DOP31 Serum protein markers for early and differential IBD diagnosis validated by machine learning approaches

S. Verstockt1,2, N. Verplaetse2,3, D. Raimondi3, B. Verstockt1,4, E. Glorieus5, M. De Decker6, L. Hannes2, V. Ballet4, E. Vandeput1, Y. Moreau3, M. Ferrante1,4, D. Laukens5, F. Mana6, M. De Vos5, S. Vermeire1,4, I. Cleynen2

1Department of Chronic Diseases, Metabolism and Ageing, KU Leuven, Leuven, Belgium, 2Laboratory for Complex Genetics, Department of Human Genetics, KU Leuven, Leuven, Belgium, 3Department of Electrical Engineering ESAT, KU Leuven, Leuven, Belgium, 4Department of Gastroenterology and Hepatology, University Hospitals Leuven, Leuven, Belgium, 5Department of Gastroenterology, University Hospital of Ghent, Ghent, Belgium, 6Department of Gastroenterology, University Hospitals Brussels, Brussels, Belgium


The inflammatory bowel diseases (IBD), Crohn’s disease (CD) and ulcerative colitis (UC) are chronic inflammatory conditions with a polygenic and multifactorial pathogenesis. Intensified treatment early in the disease course of IBD results in better outcomes. This is, however, challenged by the diagnostic delay faced in IBD, and especially in CD. Therefore, markers supporting early and differential diagnosis are needed. In this study, we aimed to discriminate IBD patients from non-IBD controls, and CD from UC patients, using serum protein profiles combined with an IBD polygenic risk score.

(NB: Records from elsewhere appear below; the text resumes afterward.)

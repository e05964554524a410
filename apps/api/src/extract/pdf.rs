use tracing::{error, warn};

/// Extracts the text of all pages in order.
///
/// pdf-extract (and its font parsers) can panic on malformed glyph tables, so the
/// call is isolated with `catch_unwind` and a panic surfaces as an ordinary error.
pub(super) fn extract(bytes: &[u8]) -> Result<String, String> {
    match std::panic::catch_unwind(std::panic::AssertUnwindSafe(|| {
        pdf_extract::extract_text_from_mem(bytes)
    })) {
        Ok(Ok(text)) => Ok(text),
        Ok(Err(e)) => {
            warn!("PDF extraction failed: {e}");
            Err(format!("failed to parse PDF: {e}"))
        }
        Err(_) => {
            error!("PDF extraction panicked, likely a malformed font");
            Err("PDF parser panicked on malformed content".to_string())
        }
    }
}
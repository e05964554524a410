use std::time::Duration;

use tokio_util::sync::CancellationToken;
use tracing::{debug, info, warn};

use crate::render::models::{RenderJobHandle, RenderJobRequest, RenderJobStatus, RenderOutcome};
use crate::render::{RenderError, SubmissionError, TalkApi};

const DEFAULT_POLL_INTERVAL: Duration = Duration::from_secs(10);
const DEFAULT_MAX_ATTEMPTS: u32 = 20;

/// Fixed polling cadence. The wait precedes every check, including the first,
/// so total waiting for k polls is exactly `k × interval`.
#[derive(Debug, Clone, Copy, PartialEq, Eq)]
pub struct PollPolicy {
    pub interval: Duration,
    pub max_attempts: u32,
}

impl Default for PollPolicy {
    fn default() -> Self {
        Self {
            interval: DEFAULT_POLL_INTERVAL,
            max_attempts: DEFAULT_MAX_ATTEMPTS,
        }
    }
}

impl PollPolicy {
    /// Upper bound on time spent waiting for one job. Saturates instead of
    /// overflowing.
    pub fn max_wait(&self) -> Duration {
        self.interval
            .checked_mul(self.max_attempts)
            .unwrap_or(Duration::MAX)
    }
}

pub struct RenderJobClient<A> {
    api: A,
    policy: PollPolicy,
}

impl<A: TalkApi> RenderJobClient<A> {
    pub fn new(api: A, policy: PollPolicy) -> Self {
        Self { api, policy }
    }

    /// Creates the remote job. Issues exactly one creation call.
    pub async fn submit(&self, request: &RenderJobRequest) -> Result<RenderJobHandle, SubmissionError> {
        let handle = self.api.create(request).await.map_err(|e| {
            warn!("Render job submission failed: {e}");
            e
        })?;
        info!(
            "Submitted render job {} (voice: {}, max wait: {:?})",
            handle.job_id(),
            request.voice().voice_id(),
            self.policy.max_wait()
        );
        Ok(handle)
    }

    /// Polls the job until it reaches a terminal status, the attempt ceiling is
    /// hit, or `cancel` fires during a wait.
    ///
    /// Never returns an error: every failure is folded into a `RenderOutcome`.
    /// "Still processing" keeps polling; a failed poll ends the loop at once.
    pub async fn await_completion(
        &self,
        handle: &RenderJobHandle,
        cancel: &CancellationToken,
    ) -> RenderOutcome {
        let job_id = handle.job_id();

        for attempt in 1..=self.policy.max_attempts {
            tokio::select! {
                biased;
                _ = cancel.cancelled() => {
                    warn!("Render job {job_id} cancelled after {} polls", attempt - 1);
                    return RenderOutcome::Cancelled { attempts: attempt - 1 };
                }
                _ = tokio::time::sleep(self.policy.interval) => {}
            }

            match self.api.status(handle).await {
                Ok(RenderJobStatus::Done { result_url }) => {
                    info!("Render job {job_id} done after {attempt} polls: {result_url}");
                    return RenderOutcome::Succeeded { result_url };
                }
                Ok(RenderJobStatus::Error { message }) => {
                    warn!("Render job {job_id} failed on poll {attempt}: {message}");
                    return RenderOutcome::RenderFailed { message };
                }
                Ok(RenderJobStatus::Pending(status)) => {
                    debug!(
                        "Render job {job_id} poll {attempt}/{}: {status}",
                        self.policy.max_attempts
                    );
                }
                Err(e) => {
                    warn!("Render job {job_id} status check failed on poll {attempt}: {e}");
                    return RenderOutcome::TransportFailed {
                        status: e.status(),
                        message: e.to_string(),
                    };
                }
            }
        }

        warn!(
            "Render job {job_id} timed out after {} polls",
            self.policy.max_attempts
        );
        RenderOutcome::TimedOut {
            attempts: self.policy.max_attempts,
        }
    }

    /// Submit, then wait. Only a `Succeeded` outcome yields `Ok`.
    pub async fn render(
        &self,
        request: &RenderJobRequest,
        cancel: &CancellationToken,
    ) -> Result<String, RenderError> {
        let handle = self.submit(request).await?;
        match self.await_completion(&handle, cancel).await {
            RenderOutcome::Succeeded { result_url } => Ok(result_url),
            other => Err(RenderError::Outcome(other)),
        }
    }
}

#[cfg(test)]
mod tests {
    use std::collections::VecDeque;
    use std::sync::atomic::{AtomicU32, Ordering};
    use std::sync::Mutex;

    use async_trait::async_trait;
    use tokio::time::Instant;

    use super::*;
    use crate::render::models::Voice;
    use crate::render::PollError;

    /// In-memory render service. Replays scripted poll responses, then reports
    /// "processing" forever.
    struct ScriptedApi {
        create_status: Option<u16>,
        polls: Mutex<VecDeque<Result<RenderJobStatus, PollError>>>,
        create_calls: AtomicU32,
        poll_calls: AtomicU32,
    }

    impl ScriptedApi {
        fn new(polls: Vec<Result<RenderJobStatus, PollError>>) -> Self {
            Self {
                create_status: None,
                polls: Mutex::new(polls.into()),
                create_calls: AtomicU32::new(0),
                poll_calls: AtomicU32::new(0),
            }
        }

        fn rejecting(status: u16) -> Self {
            Self {
                create_status: Some(status),
                ..Self::new(vec![])
            }
        }
    }

    #[async_trait]
    impl TalkApi for ScriptedApi {
        async fn create(&self, _request: &RenderJobRequest) -> Result<RenderJobHandle, SubmissionError> {
            self.create_calls.fetch_add(1, Ordering::SeqCst);
            match self.create_status {
                Some(status) => Err(SubmissionError::Rejected {
                    status,
                    body: "bad request".to_string(),
                }),
                None => Ok(RenderJobHandle::new("abc123", "https://api.test/talks/abc123")),
            }
        }

        async fn status(&self, _handle: &RenderJobHandle) -> Result<RenderJobStatus, PollError> {
            self.poll_calls.fetch_add(1, Ordering::SeqCst);
            self.polls
                .lock()
                .unwrap()
                .pop_front()
                .unwrap_or_else(|| Ok(pending("processing")))
        }
    }

    fn pending(status: &str) -> RenderJobStatus {
        RenderJobStatus::Pending(status.to_string())
    }

    fn request() -> RenderJobRequest {
        RenderJobRequest::new("Hello, I'm Jane.", "https://i.ibb.co/x.png", Voice::Female)
    }

    fn client(api: ScriptedApi) -> RenderJobClient<ScriptedApi> {
        RenderJobClient::new(api, PollPolicy::default())
    }

    #[tokio::test(start_paused = true)]
    async fn test_done_on_fourth_poll() {
        let client = client(ScriptedApi::new(vec![
            Ok(pending("created")),
            Ok(pending("processing")),
            Ok(pending("processing")),
            Ok(RenderJobStatus::Done {
                result_url: "https://x/v.mp4".to_string(),
            }),
        ]));

        let start = Instant::now();
        let result = client.render(&request(), &CancellationToken::new()).await;

        assert_eq!(result.unwrap(), "https://x/v.mp4");
        assert_eq!(client.api.create_calls.load(Ordering::SeqCst), 1);
        assert_eq!(client.api.poll_calls.load(Ordering::SeqCst), 4);
        assert_eq!(start.elapsed(), Duration::from_secs(40));
    }

    #[tokio::test(start_paused = true)]
    async fn test_submission_rejected_performs_no_polls() {
        let client = client(ScriptedApi::rejecting(400));

        let start = Instant::now();
        let err = client
            .render(&request(), &CancellationToken::new())
            .await
            .unwrap_err();

        assert!(matches!(
            err,
            RenderError::Submission(SubmissionError::Rejected { status: 400, .. })
        ));
        assert_eq!(client.api.create_calls.load(Ordering::SeqCst), 1);
        assert_eq!(client.api.poll_calls.load(Ordering::SeqCst), 0);
        assert_eq!(start.elapsed(), Duration::ZERO);
    }

    #[tokio::test(start_paused = true)]
    async fn test_times_out_after_max_attempts() {
        let client = client(ScriptedApi::new(vec![]));
        let handle = client.submit(&request()).await.unwrap();

        let start = Instant::now();
        let outcome = client
            .await_completion(&handle, &CancellationToken::new())
            .await;

        assert_eq!(outcome, RenderOutcome::TimedOut { attempts: 20 });
        assert_eq!(client.api.poll_calls.load(Ordering::SeqCst), 20);
        assert_eq!(start.elapsed(), Duration::from_secs(200));
    }

    #[tokio::test(start_paused = true)]
    async fn test_remote_error_on_second_poll() {
        let client = client(ScriptedApi::new(vec![
            Ok(pending("started")),
            Ok(RenderJobStatus::Error {
                message: "face not detected".to_string(),
            }),
        ]));
        let handle = client.submit(&request()).await.unwrap();

        let outcome = client
            .await_completion(&handle, &CancellationToken::new())
            .await;

        assert_eq!(
            outcome,
            RenderOutcome::RenderFailed {
                message: "face not detected".to_string()
            }
        );
        assert_eq!(client.api.poll_calls.load(Ordering::SeqCst), 2);
    }

    #[tokio::test(start_paused = true)]
    async fn test_non_200_poll_fails_fast() {
        let client = client(ScriptedApi::new(vec![
            Ok(pending("created")),
            Ok(pending("started")),
            Err(PollError::Status {
                status: 503,
                body: "unavailable".to_string(),
            }),
        ]));
        let handle = client.submit(&request()).await.unwrap();

        let start = Instant::now();
        let outcome = client
            .await_completion(&handle, &CancellationToken::new())
            .await;

        assert!(matches!(
            outcome,
            RenderOutcome::TransportFailed {
                status: Some(503),
                ..
            }
        ));
        assert_eq!(client.api.poll_calls.load(Ordering::SeqCst), 3);
        assert_eq!(start.elapsed(), Duration::from_secs(30));
    }

    #[tokio::test(start_paused = true)]
    async fn test_unrecognized_status_keeps_polling() {
        let client = client(ScriptedApi::new(vec![
            Ok(pending("rejected-ish")),
            Ok(pending("")),
            Ok(RenderJobStatus::Done {
                result_url: "https://x/v.mp4".to_string(),
            }),
        ]));
        let handle = client.submit(&request()).await.unwrap();

        let outcome = client
            .await_completion(&handle, &CancellationToken::new())
            .await;

        assert!(matches!(outcome, RenderOutcome::Succeeded { .. }));
        assert_eq!(client.api.poll_calls.load(Ordering::SeqCst), 3);
    }

    #[tokio::test(start_paused = true)]
    async fn test_cancel_during_wait_stops_polling() {
        let client = client(ScriptedApi::new(vec![]));
        let handle = client.submit(&request()).await.unwrap();

        let cancel = CancellationToken::new();
        let trigger = cancel.clone();
        tokio::spawn(async move {
            tokio::time::sleep(Duration::from_secs(25)).await;
            trigger.cancel();
        });

        let start = Instant::now();
        let outcome = client.await_completion(&handle, &cancel).await;

        assert_eq!(outcome, RenderOutcome::Cancelled { attempts: 2 });
        assert_eq!(client.api.poll_calls.load(Ordering::SeqCst), 2);
        assert_eq!(start.elapsed(), Duration::from_secs(25));
    }

    #[tokio::test(start_paused = true)]
    async fn test_already_cancelled_never_polls() {
        let client = client(ScriptedApi::new(vec![]));
        let handle = client.submit(&request()).await.unwrap();
        let cancel = CancellationToken::new();
        cancel.cancel();

        let outcome = client.await_completion(&handle, &cancel).await;

        assert_eq!(outcome, RenderOutcome::Cancelled { attempts: 0 });
        assert_eq!(client.api.poll_calls.load(Ordering::SeqCst), 0);
    }

    #[test]
    fn test_default_policy_bounds_wait() {
        assert_eq!(PollPolicy::default().max_wait(), Duration::from_secs(200));
    }

    #[test]
    fn test_max_wait_saturates() {
        let policy = PollPolicy {
            interval: Duration::from_secs(u64::MAX),
            max_attempts: 20,
        };
        assert_eq!(policy.max_wait(), Duration::MAX);
    }

    #[tokio::test(start_paused = true)]
    async fn test_submit_with_huge_interval_does_not_panic() {
        let client = RenderJobClient::new(
            ScriptedApi::new(vec![]),
            PollPolicy {
                interval: Duration::from_secs(u64::MAX / 2),
                max_attempts: 20,
            },
        );
        let handle = client.submit(&request()).await.unwrap();
        assert_eq!(handle.job_id(), "abc123");
    }
}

Patients naïve for immunosuppressives and biologicals, and without previous IBD-related surgery were prospectively included within 3 months after diagnosis, across three Belgian IBD referral centres (PANTHER study). We collected serum from 127 patients (88 CD, 39 UC) and 66 age- and gender-matched non-IBD controls. Relative serum levels of 576 unique proteins were quantified (OLINK). Proteins were ranked according to (1) adjusted (adj.) p values obtained from differential expression analysis; (2) importance scores from machine-learning feature-selection algorithms (univariate feature selection, logistic regression with L2 penalty and Random Forest). For all individuals, a weighted IBD polygenic risk score (PRS) was calculated (PRSice 2.0) for the 242 known IBD risk loci. Receiver operating characteristics (ROC) and area under the curve (AUC) analysis were performed to measure the performance of top-ranked proteins and the IBD PRS (R package ROCR).


Following statistical analysis, 243 serum proteins were found to be differentially expressed (adj. p < 0.05) between IBD patients and controls. Three top-ranked markers were also identified as top 10 ranked proteins by all feature-selection algorithms, and resulted in a significant AUC of 93% (95% CI: 89–97%) to distinguish IBD from controls. While adding the IBD PRS did not further contribute (AUC 93% [95% CI: 89–97%]), the top-ranked protein on its own had a strong discriminative power with an AUC of 87% (95% CI: 82–92%). When comparing UC and CD, we found 15 differentially expressed proteins. Two proteins ranked within the top 10 across all feature-selection algorithms. This two-marker panel could discriminate UC from CD with an accuracy of 88% (95% CI: 82–96%). Adding the IBD PRS did not further improve the prediction model (AUC=88% [95% CI: 81–96%]).


Machine learning approaches validated top differentially expressed serum proteins with diagnostic potential in IBD. We identified a three-marker panel classifying IBD patients and non-IBD controls, and a two-marker panel discriminating UC from CD.